[Stored records]
//! Lazy-greedy submodular maximization over a candidate pool.
//!
//! The objective is facility-location coverage: each object in the pool is
//! credited by its best visitor-set similarity to any selected object,
//! weighted by popularity,
//!
//! `score(S) = (1/|O|) · Σ_{o∈O} weight(o) · max_{s∈S} jaccard(visitors(o), visitors(s))`
//!
//! which is monotone and submodular in `S`. Greedy selection therefore
//! carries the (1 − 1/e) approximation guarantee, and the Minoux lazy
//! variant implemented here produces output identical to a naive greedy
//! pass: a popped gain estimate is only believed when its round stamp
//! matches the current selection size, otherwise it is rescored and
//! reinserted.

use rustc_hash::FxHashSet;
use smallvec::SmallVec;

use crate::error::Result;
use crate::metrics::jaccard;
use crate::queue::{LazyQueue, ScoreEntry};
use crate::types::{ObjectId, SpatialObject, UserId};
use crate::visitors::VisitorIndex;

/// Coverage score of a selection, evaluated against the full pool.
///
/// An empty selection scores `0.0`, as does an empty pool.
///
/// # Errors
///
/// Returns [`crate::IsosError::UnknownObject`] if any pool or selected id is
/// missing from the visitor index.
pub fn coverage_score(
    pool: &[SpatialObject],
    visitors: &VisitorIndex,
    selected: &[ObjectId],
) -> Result<f64> {
    if pool.is_empty() {
        return Ok(0.0);
    }

    let pool_ids: Vec<ObjectId> = pool.iter().map(|o| o.id).collect();
    let pool_visitors = visitors.get_batch(&pool_ids)?;

    let mut sim = vec![0.0_f64; pool.len()];
    for &s in selected {
        update_similarity(&mut sim, &pool_visitors, visitors.get(s)?);
    }

    Ok(weighted_mean(pool, &sim))
}

/// Grow the seed set up to `k` members by lazy-greedy selection.
///
/// `pool` is the full in-viewport object set the objective is evaluated
/// against; `candidates` are the entries allowed into the queue (the caller
/// has already removed seed members, excluded ids, and anything within the
/// separation distance of a seed member). Each accepted object suppresses
/// all remaining candidates within `separation_km` of it.
///
/// Seed members are returned first, in their given order, and are never
/// checked against each other for separation.
pub fn lazy_greedy(
    pool: &[SpatialObject],
    visitors: &VisitorIndex,
    seed: &[ObjectId],
    candidates: &[SpatialObject],
    k: usize,
    separation_km: f64,
) -> Result<Vec<ObjectId>> {
    let mut selected: SmallVec<[ObjectId; 16]> = SmallVec::from_slice(seed);
    if selected.len() >= k || candidates.is_empty() || pool.is_empty() {
        return Ok(selected.to_vec());
    }

    let pool_ids: Vec<ObjectId> = pool.iter().map(|o| o.id).collect();
    let pool_visitors = visitors.get_batch(&pool_ids)?;

    // sim(o, S) for every pool member, then the baseline score(S).
    let mut sim = vec![0.0_f64; pool.len()];
    for &s in seed {
        update_similarity(&mut sim, &pool_visitors, visitors.get(s)?);
    }
    let mut score = weighted_mean(pool, &sim);

    let mut entries = Vec::with_capacity(candidates.len());
    for c in candidates {
        let gain = marginal_gain(pool, &pool_visitors, &sim, score, visitors.get(c.id)?);
        entries.push(ScoreEntry::new(c.id, c.lat, c.lon, gain, selected.len()));
    }
    let mut queue = LazyQueue::build(entries);

    while selected.len() < k && !queue.is_empty() {
        let mut top = queue.pop_max()?;

        if top.round != selected.len() {
            // Estimate predates the last acceptance. Rescore against the
            // current S and let it re-compete.
            top.gain = marginal_gain(pool, &pool_visitors, &sim, score, visitors.get(top.id)?);
            top.round = selected.len();
            queue.insert(top);
            continue;
        }

        update_similarity(&mut sim, &pool_visitors, visitors.get(top.id)?);
        score = weighted_mean(pool, &sim);
        selected.push(top.id);

        // Declutter: suppress remaining candidates near the accepted object.
        queue.remove_within_radius(top.lat, top.lon, separation_km);
    }

    log::debug!(
        "greedy selection done: |S| = {}, score = {:.6}",
        selected.len(),
        score
    );

    Ok(selected.to_vec())
}

/// Fold a newly selected object's visitor set into `sim(·, S)`.
fn update_similarity(
    sim: &mut [f64],
    pool_visitors: &[&FxHashSet<UserId>],
    added: &FxHashSet<UserId>,
) {
    for (slot, object_visitors) in sim.iter_mut().zip(pool_visitors) {
        let similarity = jaccard(object_visitors, added);
        if similarity > *slot {
            *slot = similarity;
        }
    }
}

/// `score(S ∪ {candidate}) − score(S)` without mutating `sim`.
fn marginal_gain(
    pool: &[SpatialObject],
    pool_visitors: &[&FxHashSet<UserId>],
    sim: &[f64],
    score: f64,
    candidate_visitors: &FxHashSet<UserId>,
) -> f64 {
    let mut total = 0.0;
    for ((object, object_visitors), &current) in pool.iter().zip(pool_visitors).zip(sim) {
        total += object.weight * jaccard(object_visitors, candidate_visitors).max(current);
    }
    total / pool.len() as f64 - score
}

fn weighted_mean(pool: &[SpatialObject], sim: &[f64]) -> f64 {
    let mut total = 0.0;
    for (object, &similarity) in pool.iter().zip(sim) {
        total += object.weight * similarity;
    }
    total / pool.len() as f64
}
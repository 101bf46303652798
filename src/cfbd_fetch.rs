use anyhow::{Context, Result};
use chrono::{DateTime, Utc};
use serde_json::Value;

use crate::config::SlateConfig;
use crate::fields::{pick_string, pick_timestamp, strict_f64};
use crate::http_client::{fetch_json, http_client, parse_json_body};

const HOME_TEAM_KEYS: &[&str] = &["home_team", "homeTeam", "home"];
const AWAY_TEAM_KEYS: &[&str] = &["away_team", "awayTeam", "away"];
const HOME_CONF_KEYS: &[&str] = &["home_conference", "homeConference", "home_conf"];
const AWAY_CONF_KEYS: &[&str] = &["away_conference", "awayConference", "away_conf"];
const DIVISION_KEYS: &[&str] = &["division", "division_name"];
const NETWORK_KEYS: &[&str] = &["tv", "network", "channel"];
const KICKOFF_KEYS: &[&str] = &["start_date", "startDate", "start_time", "startTime", "start"];

/// Conference names (lowercased) treated as top-tier. Matched as substrings
/// of the upstream conference field.
const FBS_CONFERENCES: &[&str] = &[
    "sec",
    "big ten",
    "big 12",
    "acc",
    "pac-12",
    "pac-10",
    "pac",
    "american athletic",
    "aac",
    "mountain west",
    "sun belt",
    "conference usa",
    "c-usa",
    "mid-american",
    "mac",
    "independent",
    "fbs independents",
    "notre dame",
];

/// Independent top-tier program that no conference field will name.
const INDEPENDENT_PROGRAM: &str = "notre dame";

/// One upstream schedule entry with field-name variants already resolved.
#[derive(Debug, Clone, Default, PartialEq)]
pub struct RawGame {
    pub id: Option<String>,
    pub home: String,
    pub away: String,
    pub home_conference: String,
    pub away_conference: String,
    pub division: String,
    pub network: Option<String>,
    pub kickoff: Option<DateTime<Utc>>,
    pub spread: Option<f64>,
    pub total: Option<f64>,
}

impl RawGame {
    pub fn from_value(value: &Value) -> Self {
        Self {
            id: pick_string(value, &["id"]),
            home: pick_string(value, HOME_TEAM_KEYS).unwrap_or_default(),
            away: pick_string(value, AWAY_TEAM_KEYS).unwrap_or_default(),
            home_conference: pick_string(value, HOME_CONF_KEYS).unwrap_or_default(),
            away_conference: pick_string(value, AWAY_CONF_KEYS).unwrap_or_default(),
            division: pick_string(value, DIVISION_KEYS).unwrap_or_default(),
            network: pick_string(value, NETWORK_KEYS),
            kickoff: pick_timestamp(value, KICKOFF_KEYS),
            spread: strict_f64(value, "spread"),
            total: strict_f64(value, "total"),
        }
    }

    /// Top-tier division, a known conference on either side, or the
    /// independent program.
    pub fn is_top_tier(&self) -> bool {
        if self.division.to_lowercase().contains("fbs") {
            return true;
        }
        let fbs_conf = |conf: &str| {
            let conf = conf.to_lowercase();
            FBS_CONFERENCES.iter().any(|k| conf.contains(k))
        };
        fbs_conf(&self.home_conference)
            || fbs_conf(&self.away_conference)
            || self.home.to_lowercase().contains(INDEPENDENT_PROGRAM)
            || self.away.to_lowercase().contains(INDEPENDENT_PROGRAM)
    }
}

pub fn fetch_games(cfg: &SlateConfig, api_key: &str) -> Result<Vec<Value>> {
    let client = http_client()?;
    let url = format!("{}/games", cfg.cfbd_base_url);
    let year = cfg.season().to_string();
    let value = fetch_json(
        client,
        &url,
        Some(api_key),
        &[
            ("year", year.as_str()),
            ("seasonType", cfg.season_type.as_str()),
            ("division", "fbs"),
        ],
    )
    .context("cfbd games request failed")?;
    Ok(into_list(value))
}

pub fn fetch_rankings(cfg: &SlateConfig, api_key: &str) -> Result<Vec<Value>> {
    let client = http_client()?;
    let url = format!("{}/rankings", cfg.cfbd_base_url);
    let year = cfg.season().to_string();
    let value = fetch_json(
        client,
        &url,
        Some(api_key),
        &[
            ("year", year.as_str()),
            ("seasonType", cfg.season_type.as_str()),
        ],
    )
    .context("cfbd rankings request failed")?;
    Ok(into_list(value))
}

pub fn fetch_talent(cfg: &SlateConfig, api_key: &str) -> Result<Vec<Value>> {
    let client = http_client()?;
    let url = format!("{}/talent", cfg.cfbd_base_url);
    let year = cfg.season().to_string();
    let value = fetch_json(client, &url, Some(api_key), &[("year", year.as_str())])
        .context("cfbd talent request failed")?;
    Ok(into_list(value))
}

/// Parses any of the three CFBD list payloads. Anything but an array is
/// treated as an empty list.
pub fn parse_cfbd_list_json(raw: &str) -> Result<Vec<Value>> {
    parse_json_body(raw).map(into_list)
}

fn into_list(value: Value) -> Vec<Value> {
    match value {
        Value::Array(items) => items,
        _ => Vec::new(),
    }
}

▶ GOAL OF THE EXERCISE
This exercise requires the number of lines in the entries holding the word "treated", written alone.

▶ YOUR RESPONSE
2